经24 h暴露得到不同浓度双酚S对秀丽线虫的致死数据，如表2 所示。利用SPSS 软件中的PROBIT 模块进行计算，根据3 次毒性试验结果，取3 次平均死亡率进行分析，可得到双酚S 暴露24 h 的LC50为2773.672 μmol/L，故后续以1/1000、1/100 和1/10的LC50浓度分别为约3、30 和300 μmol/L 进行子代数目和精子生成相关基因表达的测定。

表2 双酚S经24 h暴露后秀丽隐杆线虫死亡率

2.2 双酚S 暴露24 h 对秀丽隐杆线虫子代数目的影响

3、30 和300 μmol/L 双酚S 作用24 h 后秀丽隐杆线虫子代数目分别为197.6±32.4、184.5±39.5和180.4±42.9，与阴性对照组的(226.1±34.6)相比，各剂量组子代数目均明显下降，差异均有统计学意义(P＜0.05 或0.01)。

2.3 双酚S 暴露24 h 对秀丽隐杆线虫精子生成相关基因mRNA表达的影响

将数值标准化，阴性对照组的基因表达水平定义为1。如表3所示，与阴性对照组相比，当双酚S浓度为3 μmol/L 时，akt-1基因mRNA 表达水平上调(P＜0.05)；当双酚S 浓度为30、300 μmol/L 时，swm-1、try-5、spe-4、spe-6基因的mRNA 表达水平上调(P＜0.05或0.01)。

表3 不同浓度双酚S暴露24 h后秀丽隐杆线虫精子生成相关基因mRNA的相对表达水平

3 讨论

双酚S 由于成为双酚A 的替代物在食品包装中广泛使用，使其安全性得到广泛关注。
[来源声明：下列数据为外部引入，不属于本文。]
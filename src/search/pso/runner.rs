//! PSO execution loop.

use super::config::PsoConfig;
use crate::error::{PlacementError, Result};
use crate::random::rng_from;
use crate::search::eval::{best_index, evaluate_batch, is_significant};
use crate::search::types::{Candidate, Objective, SearchDriver, SearchResult};
use rand::Rng;
use std::sync::atomic::{AtomicBool, Ordering};
use std::sync::Arc;
use std::time::Instant;
use tracing::{debug, info};

const ALGORITHM: &str = "PSO";

/// Executes global-best Particle Swarm Optimization.
pub struct PsoRunner;

impl PsoRunner {
    /// Runs PSO optimization.
    pub fn run<O: Objective>(objective: &O, config: &PsoConfig) -> Result<SearchResult> {
        Self::run_with_cancel(objective, config, None)
    }

    /// Runs PSO with an optional cancellation token.
    pub fn run_with_cancel<O: Objective>(
        objective: &O,
        config: &PsoConfig,
        cancel: Option<Arc<AtomicBool>>,
    ) -> Result<SearchResult> {
        config.validate().map_err(PlacementError::InvalidConfig)?;
        let dim = objective.dimension();
        if dim == 0 {
            return Err(PlacementError::InvalidConfig(
                "objective dimension must be at least 1".into(),
            ));
        }

        let (mut rng, seed) = rng_from(config.seed);
        let started = Instant::now();
        let vmax = config.velocity_limit;

        // Initialize positions and velocities
        let mut positions: Vec<Candidate> = (0..config.swarm_size)
            .map(|_| Candidate::new((0..dim).map(|_| rng.random_range(0.0..1.0)).collect()))
            .collect();
        let mut velocities: Vec<Vec<f64>> = (0..config.swarm_size)
            .map(|_| (0..dim).map(|_| rng.random_range(-vmax..=vmax)).collect())
            .collect();

        let mut failed = evaluate_batch(objective, &mut positions, config.parallel);
        let mut evaluations = positions.len();

        let mut personal = positions.clone();
        let mut global = personal[best_index(&personal)].clone();
        let mut fitness_history = Vec::with_capacity(config.max_iterations + 1);
        fitness_history.push(global.fitness);

        let mut stagnation_counter = 0usize;
        let mut iterations = 0usize;
        let mut stagnated = false;
        let mut cancelled = false;
        let mut timed_out = false;

        for iter in 0..config.max_iterations {
            if let Some(ref flag) = cancel {
                if flag.load(Ordering::Relaxed) {
                    cancelled = true;
                    break;
                }
            }
            if let Some(limit) = config.time_limit_ms {
                if started.elapsed().as_millis() >= u128::from(limit) {
                    timed_out = true;
                    break;
                }
            }

            // v ← w·v + c1·r1·(pbest − x) + c2·r2·(gbest − x); x ← clip(x + v)
            for ((x, v), pbest) in positions.iter_mut().zip(&mut velocities).zip(&personal) {
                for d in 0..dim {
                    let r1: f64 = rng.random_range(0.0..1.0);
                    let r2: f64 = rng.random_range(0.0..1.0);
                    let vel = config.inertia * v[d]
                        + config.c1 * r1 * (pbest.genes[d] - x.genes[d])
                        + config.c2 * r2 * (global.genes[d] - x.genes[d]);
                    v[d] = vel.clamp(-vmax, vmax);
                    x.genes[d] = (x.genes[d] + v[d]).clamp(0.0, 1.0);
                }
            }

            failed += evaluate_batch(objective, &mut positions, config.parallel);
            evaluations += positions.len();
            iterations = iter + 1;

            for (x, pbest) in positions.iter().zip(personal.iter_mut()) {
                if x.fitness < pbest.fitness {
                    pbest.genes.clone_from(&x.genes);
                    pbest.fitness = x.fitness;
                }
            }

            let swarm_best = &personal[best_index(&personal)];
            if swarm_best.fitness < global.fitness {
                if is_significant(global.fitness, swarm_best.fitness, config.convergence_threshold) {
                    stagnation_counter = 0;
                } else {
                    stagnation_counter += 1;
                }
                global = swarm_best.clone();
            } else {
                stagnation_counter += 1;
            }

            fitness_history.push(global.fitness);
            objective.on_generation(iterations, global.fitness);
            debug!(
                iteration = iterations,
                best_fitness = global.fitness,
                stagnation = stagnation_counter,
                "pso iteration"
            );

            if config.stagnation_limit > 0 && stagnation_counter >= config.stagnation_limit {
                stagnated = true;
                break;
            }
        }

        info!(
            algorithm = ALGORITHM,
            seed,
            iterations,
            evaluations,
            failed_evaluations = failed,
            best_fitness = global.fitness,
            stagnated,
            cancelled,
            timed_out,
            "pso finished"
        );

        Ok(SearchResult {
            algorithm: ALGORITHM,
            best_x: global.genes,
            best_fitness: global.fitness,
            generations: iterations,
            evaluations,
            failed_evaluations: failed,
            stagnated,
            cancelled,
            timed_out,
            seed,
            fitness_history,
        })
    }
}

impl SearchDriver for PsoConfig {
    fn name(&self) -> &'static str {
        ALGORITHM
    }

    fn minimize<O: Objective>(
        &self,
        objective: &O,
        cancel: Option<Arc<AtomicBool>>,
    ) -> Result<SearchResult> {
        PsoRunner::run_with_cancel(objective, self, cancel)
    }
}

#[cfg(test)]
mod tests {
    use super::*;
    use crate::geometry::Point;
    use crate::placement::PlacementRequest;
    use std::sync::atomic::AtomicUsize;

    struct ShiftedSphere {
        dim: usize,
        generations_seen: AtomicUsize,
    }

    impl ShiftedSphere {
        fn new(dim: usize) -> Self {
            Self {
                dim,
                generations_seen: AtomicUsize::new(0),
            }
        }
    }

    impl Objective for ShiftedSphere {
        fn dimension(&self) -> usize {
            self.dim
        }

        fn fitness(&self, x: &[f64]) -> Result<f64> {
            Ok(x.iter().map(|v| (v - 0.7).powi(2)).sum())
        }

        fn on_generation(&self, _generation: usize, _best_fitness: f64) {
            self.generations_seen.fetch_add(1, Ordering::Relaxed);
        }
    }

    #[test]
    fn test_sphere_optimization() {
        let objective = ShiftedSphere::new(4);
        let config = PsoConfig::default()
            .with_swarm_size(30)
            .with_max_iterations(200)
            .with_inertia(0.7)
            .with_coefficients(1.5, 1.5)
            .with_stagnation_limit(0)
            .with_seed(42)
            .with_parallel(false);

        let result = PsoRunner::run(&objective, &config).unwrap();
        assert!(
            result.best_fitness < 1e-3,
            "expected near-optimal sphere, got {}",
            result.best_fitness
        );
        assert_eq!(result.generations, 200);
        assert_eq!(result.evaluations, 30 * 201);
        assert_eq!(objective.generations_seen.load(Ordering::Relaxed), 200);
        assert_eq!(result.fitness_history.len(), 201);
        assert!(result.best_x.iter().all(|&g| (0.0..=1.0).contains(&g)));
    }

    #[test]
    fn test_history_monotone_on_placement() {
        let pool: Vec<Point> = (0..12)
            .map(|i| Point::new((i % 3) as f64 * 0.2, (i / 3) as f64 * 0.3))
            .collect();
        let request = PlacementRequest::from_coordinates(&pool, 4, 2)
            .with_gateway((0.2, -0.5))
            .with_max_range(0.35)
            .build()
            .unwrap();
        let config = PsoConfig::default()
            .with_swarm_size(20)
            .with_max_iterations(40)
            .with_seed(9)
            .with_parallel(false);

        let result = PsoRunner::run(&request, &config).unwrap();
        for window in result.fitness_history.windows(2) {
            assert!(window[1] <= window[0]);
        }
        let eval = request.evaluate(&result.best_x).unwrap();
        assert_eq!(eval.fitness, result.best_fitness);
        assert_eq!(result.algorithm, "PSO");
    }

    #[test]
    fn test_same_seed_same_result() {
        let config = PsoConfig::default()
            .with_swarm_size(10)
            .with_max_iterations(25)
            .with_seed(123)
            .with_parallel(false);
        let a = PsoRunner::run(&ShiftedSphere::new(3), &config).unwrap();
        let b = PsoRunner::run(&ShiftedSphere::new(3), &config).unwrap();
        assert_eq!(a.best_x, b.best_x);
        assert_eq!(a.fitness_history, b.fitness_history);
    }

    #[test]
    fn test_cancellation() {
        let config = PsoConfig::default().with_seed(1).with_parallel(false);
        let cancel = Arc::new(AtomicBool::new(true));
        let result = config.minimize(&ShiftedSphere::new(2), Some(cancel)).unwrap();
        assert!(result.cancelled);
        assert_eq!(result.generations, 0);
    }

    #[test]
    fn test_invalid_config_is_an_error() {
        let config = PsoConfig::default().with_swarm_size(0);
        assert!(matches!(
            PsoRunner::run(&ShiftedSphere::new(2), &config),
            Err(PlacementError::InvalidConfig(_))
        ));
    }
}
目前研究表明，双酚S 具有内分泌干扰活性、遗传毒性，对哺乳动物及斑马鱼有生殖毒性和发育毒性[7-8]。生殖毒性方面，文献报道双酚S 可以通过氧化应激途径介导生精细胞凋亡和类固醇激素合成障碍，从而导致生殖系统功能障碍[9]。本文以秀丽隐杆线虫作为模式生物，研究双酚S对精子生成相关基因的影响。
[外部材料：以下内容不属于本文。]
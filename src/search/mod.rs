//! Black-box search drivers for placement vectors.
//!
//! A driver only sees an [`Objective`]: a dimension and a fitness function
//! over `[0, 1]^D`. [`PlacementRequest`](crate::placement::PlacementRequest)
//! implements it, so any driver can search placements directly:
//!
//! ```
//! use u_wban::geometry::Point;
//! use u_wban::placement::PlacementRequest;
//! use u_wban::search::pso::PsoConfig;
//! use u_wban::search::SearchDriver;
//!
//! let pool: Vec<Point> = (0..8).map(|i| Point::new(i as f64 * 0.1, 0.0)).collect();
//! let request = PlacementRequest::from_coordinates(&pool, 3, 1).build().unwrap();
//!
//! let driver = PsoConfig::default()
//!     .with_swarm_size(10)
//!     .with_max_iterations(20)
//!     .with_seed(1);
//! let result = driver.minimize(&request, None).unwrap();
//! assert_eq!(result.best_x.len(), 4);
//! ```
//!
//! # Submodules
//!
//! - [`ga`]: Elitist real-coded Genetic Algorithm
//! - [`pso`]: Global-best Particle Swarm Optimization

mod eval;
pub mod ga;
pub mod pso;
mod types;

pub use types::{Objective, SearchDriver, SearchResult};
本研究经过急性暴露试验得到双酚S 的LC50为2773.672 μmol/L(换算后为694 mg/L)，与之前文献报道的545.59 mg/L在一个数量级[10]。在评价生殖能力方面，子代数目是N2 野生型秀丽隐杆线虫的经典指标，主要考察的是秀丽隐杆线虫的繁殖能力。本研究表明双酚S 在3、30、300 μmol/L 剂量时均可引起子代数目降低，并与对照组相比差异有统计学意义。之前也有文献报道当双酚S剂量为0.01 μmol/L时，秀丽隐杆线虫的子代数目显著降低[10-11]，提示双酚S暴露后可能导致秀丽隐杆线虫的生殖细胞受损而引起繁殖能力下降。生殖细胞生成精细胞，精细胞成为有活力可以受精的精子，这些过程受多种信号通路的调控。在观察影响的基因时，本文选取了精子发生相关基因akt-1和精子形成相关基因swm-1、try-5、spe-4、spe-6[12]。因为akt-1属于Insulin/IGF通路，该通路是精子发生过程中关键的调控通路之一[13]。实验表明尽管线虫暴露在3 μmol/L 双酚S 时，可以使akt-1 mRNA的表达量增加(P＜0.05)，但随着双酚S 剂量的增加，mRNA 的表达量开始下调，但与对照组相比差异并无统计学意义。说明双酚S 对秀丽隐杆线虫的精子生成影响并不是通过基因akt-1的表达进而影响Insulin/IGF通路导致的，在后续试验中还需要验证该通路中的其他受体基因，进一步确定双酚S 是否介导该通路而影响精子发生引起子代数目降低。swm-1 信号通路是调节精子形成过程的关键通路之一[14-15]；try-5 使秀丽隐杆线虫的精子在合适的时间活化[16]；spe-6是类酪蛋白激酶1 蛋白，在精子发生过程中影响精细胞的分裂，精子形成的发动需要下调spe-6 蛋白的表达，同时也在精子活化方面发挥作用[17-19]；spe-4可以抑制精子的活化[20]。实验结果表明，与对照组相比，双酚S 暴露后精子形成相关基因swm-1、try-5、spe-4、spe-6 表达量均上升，导致精子活化异常，从而导致生殖能力降低。在后期研究中，将利用雄性突变体秀丽隐杆线虫进一步验证。